- IL 137 highlighted in red

Route information
- Maintained by IDOT
- Length: 23.49 mi (37.80 km)
- Existed: 1953–present
- Tourist routes: Lake Michigan Circle Tour

Major junctions
- West end: IL 83 in Grayslake
- US 45 in Libertyville; I-94 in Green Oaks; US 41 in North Chicago;
- North end: WIS 32 / CR A1 in Winthrop Harbor

Location
- Country: United States
- State: Illinois
- Counties: Lake

Highway system
- Illinois State Highway System; Interstate; US; State; Tollways; Scenic;
| ← IL 136 |  | → IL 138 |

= Illinois Route 137 =

State highway in Lake County, Illinois, US

Illinois Route 137 (IL 137) is a 23.49 mi state highway in northeast Illinois. It runs from the Wisconsin state line north of Winthrop Harbor south to North Chicago, west to Libertyville, and then back northwest to Grayslake, terminating at IL 83 just south of IL 120.

The eastern portion of IL 137 carries part of the Amstutz Expressway, a short freeway between downtown Waukegan and Lake Michigan.

== Route description ==
IL 137 is called Buckley Road in the northwest-southeast segment, as well as the east–west segment east of IL 21 (Milwaukee Avenue). Between these segments, in northern Libertyville, business addresses use Peterson Road.
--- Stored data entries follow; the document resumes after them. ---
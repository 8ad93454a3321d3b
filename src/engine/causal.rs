//! Full-precision and 8-bit causal LM engine

use candle_core::{Device, Tensor, Var};
use std::path::{Path, PathBuf};
use tokenizers::Tokenizer;
use tracing::{debug, info, instrument, warn};

use crate::error::{Error, Result};
use crate::model::loader::{self, ModelFiles, CONFIG_FILENAME, WEIGHTS_FILENAME};
use crate::model::{CausalLm, ForwardContext};
use crate::training::{accuracy, CrossEntropyLoss};
use crate::utils::{autocast_dtype, default_dtype, ensure_dir_exists, select_device, DeviceType};

use super::{Batch, Engine};

/// Where the engine gets its model and tokenizer from.
///
/// Sources are tried in order: `weights_path`, then `model` with `tokenizer`,
/// then `model_name`.
#[derive(Default)]
pub struct EngineOptions {
    /// Hub model id or local checkpoint directory
    pub model_name: Option<String>,
    /// Existing directory holding a saved checkpoint
    pub weights_path: Option<PathBuf>,
    /// Already constructed model
    pub model: Option<CausalLm>,
    /// Tokenizer to pair with `model`
    pub tokenizer: Option<Tokenizer>,
    /// Quantize projections to 8-bit and train under autocast
    pub load_8bit: bool,
    /// Target device; picked automatically when unset
    pub device: Option<Device>,
    /// Score validation accuracy only where `label_mask` is set
    pub masked_accuracy: bool,
}

impl EngineOptions {
    /// Load by Hub id or local directory name
    pub fn from_model_name(model_name: impl Into<String>) -> Self {
        Self {
            model_name: Some(model_name.into()),
            ..Self::default()
        }
    }

    /// Load from a saved checkpoint directory
    pub fn from_weights_path(path: impl Into<PathBuf>) -> Self {
        Self {
            weights_path: Some(path.into()),
            ..Self::default()
        }
    }

    /// Use an in-memory model and tokenizer
    pub fn from_pretrained(model: CausalLm, tokenizer: Tokenizer) -> Self {
        Self {
            model: Some(model),
            tokenizer: Some(tokenizer),
            ..Self::default()
        }
    }

    pub fn with_8bit(mut self, load_8bit: bool) -> Self {
        self.load_8bit = load_8bit;
        self
    }

    pub fn with_device(mut self, device: Device) -> Self {
        self.device = Some(device);
        self
    }

    pub fn with_masked_accuracy(mut self, masked_accuracy: bool) -> Self {
        self.masked_accuracy = masked_accuracy;
        self
    }
}

/// Engine that fine-tunes every weight of a causal LM (or, in 8-bit mode,
/// keeps the quantized base frozen)
pub struct CausalEngine {
    model: CausalLm,
    tokenizer: Tokenizer,
    loss_fn: CrossEntropyLoss,
    load_8bit: bool,
    masked_accuracy: bool,
    model_name: Option<String>,
}

impl CausalEngine {
    /// Resolve the model source and build the engine
    #[instrument(skip(options), fields(load_8bit = options.load_8bit))]
    pub async fn load(options: EngineOptions) -> Result<Self> {
        let EngineOptions {
            model_name,
            weights_path,
            model,
            tokenizer,
            load_8bit,
            device,
            masked_accuracy,
        } = options;
        let device = match device {
            Some(device) => device,
            None => select_device(DeviceType::Auto, 0)?,
        };

        let (model, tokenizer, model_name) = if let Some(path) = weights_path {
            info!("Loading weights from {}", path.display());
            let files = loader::resolve_local(&path).await?;
            let model = Self::load_files(&files, &device, load_8bit).await?;
            let tokenizer = loader::load_tokenizer(&files.tokenizer)?;
            (model, tokenizer, model_name.or_else(|| Some(path.display().to_string())))
        } else if let (Some(model), Some(tokenizer)) = (model, tokenizer) {
            debug!("Using supplied model and tokenizer");
            if load_8bit && !model.is_quantized() {
                warn!("load_8bit is set but the supplied model is not quantized; using it as-is");
            }
            (model, tokenizer, model_name)
        } else if let Some(name) = model_name {
            info!("Loading model {}", name);
            let files = loader::resolve_model_name(&name).await?;
            let model = Self::load_files(&files, &device, load_8bit).await?;
            let tokenizer = loader::load_tokenizer(&files.tokenizer)?;
            (model, tokenizer, Some(name))
        } else {
            return Err(Error::MissingModelSource);
        };

        Ok(Self {
            model,
            tokenizer,
            loss_fn: CrossEntropyLoss::new(),
            load_8bit,
            masked_accuracy,
            model_name,
        })
    }

    async fn load_files(files: &ModelFiles, device: &Device, load_8bit: bool) -> Result<CausalLm> {
        let mut model = loader::load_model(files, default_dtype(device), device).await?;
        if load_8bit {
            model.quantize_8bit()?;
        }
        Ok(model)
    }

    pub fn model_mut(&mut self) -> &mut CausalLm {
        &mut self.model
    }

    /// Whether the base was loaded in 8-bit
    pub fn load_8bit(&self) -> bool {
        self.load_8bit
    }

    /// Name or path the model was loaded from
    pub fn model_name(&self) -> Option<&str> {
        self.model_name.as_deref()
    }

    fn training_context(&self) -> ForwardContext {
        let autocast = if self.load_8bit {
            autocast_dtype(self.model.device())
        } else {
            None
        };
        ForwardContext::train().with_autocast(autocast)
    }
}

impl Engine for CausalEngine {
    fn training_step(&self, batch: &Batch) -> Result<Tensor> {
        let ctx = self.training_context();
        let logits = self
            .model
            .forward(batch.input_ids(), batch.attention_mask(), &ctx)?;
        self.loss_fn
            .forward(&logits, batch.targets()?, batch.label_mask())
    }

    fn validation_step(&self, batch: &Batch) -> Result<f64> {
        let logits = self.model.forward(
            batch.input_ids(),
            batch.attention_mask(),
            &ForwardContext::eval(),
        )?;
        let mask = if self.masked_accuracy {
            batch.label_mask()
        } else {
            None
        };
        accuracy(&logits, batch.labels()?, mask)
    }

    #[instrument(skip(self))]
    fn save(&self, dir: &Path) -> Result<()> {
        ensure_dir_exists(dir)?;
        self.model.save_safetensors(dir.join(WEIGHTS_FILENAME))?;
        self.model.config().save(dir.join(CONFIG_FILENAME))?;
        loader::save_tokenizer(&self.tokenizer, dir)?;
        info!("Saved model to {}", dir.display());
        Ok(())
    }

    fn trainable_vars(&self) -> Vec<Var> {
        self.model.trainable_vars()
    }

    fn tokenizer(&self) -> &Tokenizer {
        &self.tokenizer
    }

    fn model(&self) -> &CausalLm {
        &self.model
    }
}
However, street signs name it Buckley Road, which continues west as IL 137 turns northwest. In North Chicago, at the east end of the Buckley Road alignment, the route turns north where it cuts Naval Station Great Lakes into two areas, and becomes Sheridan Road for most of its remaining length to the Wisconsin state line. The exception is the Amstutz Expressway (a short, limited-access road in downtown Waukegan), which runs from Sheridan Road near the southern border of Waukegan to Greenwood Avenue roughly 2 mi north, where the expressway abruptly ends; IL 137 follows Greenwood Avenue west a short distance back to Sheridan Road and continues north through Beach Park, Zion, and Winthrop Harbor before terminating at the state line. Sheridan Road continues north as Wisconsin WIS 32.

==History==
IL 137 was first established in 1928. It ran from IL 1 to St. Francisville, resembling a spur route of IL 1. In 1929, the easternmost portion of IL 137 (from St. Francisville to Indiana state line) was removed. In 1936, without any significant changes to the routing, the designation was removed.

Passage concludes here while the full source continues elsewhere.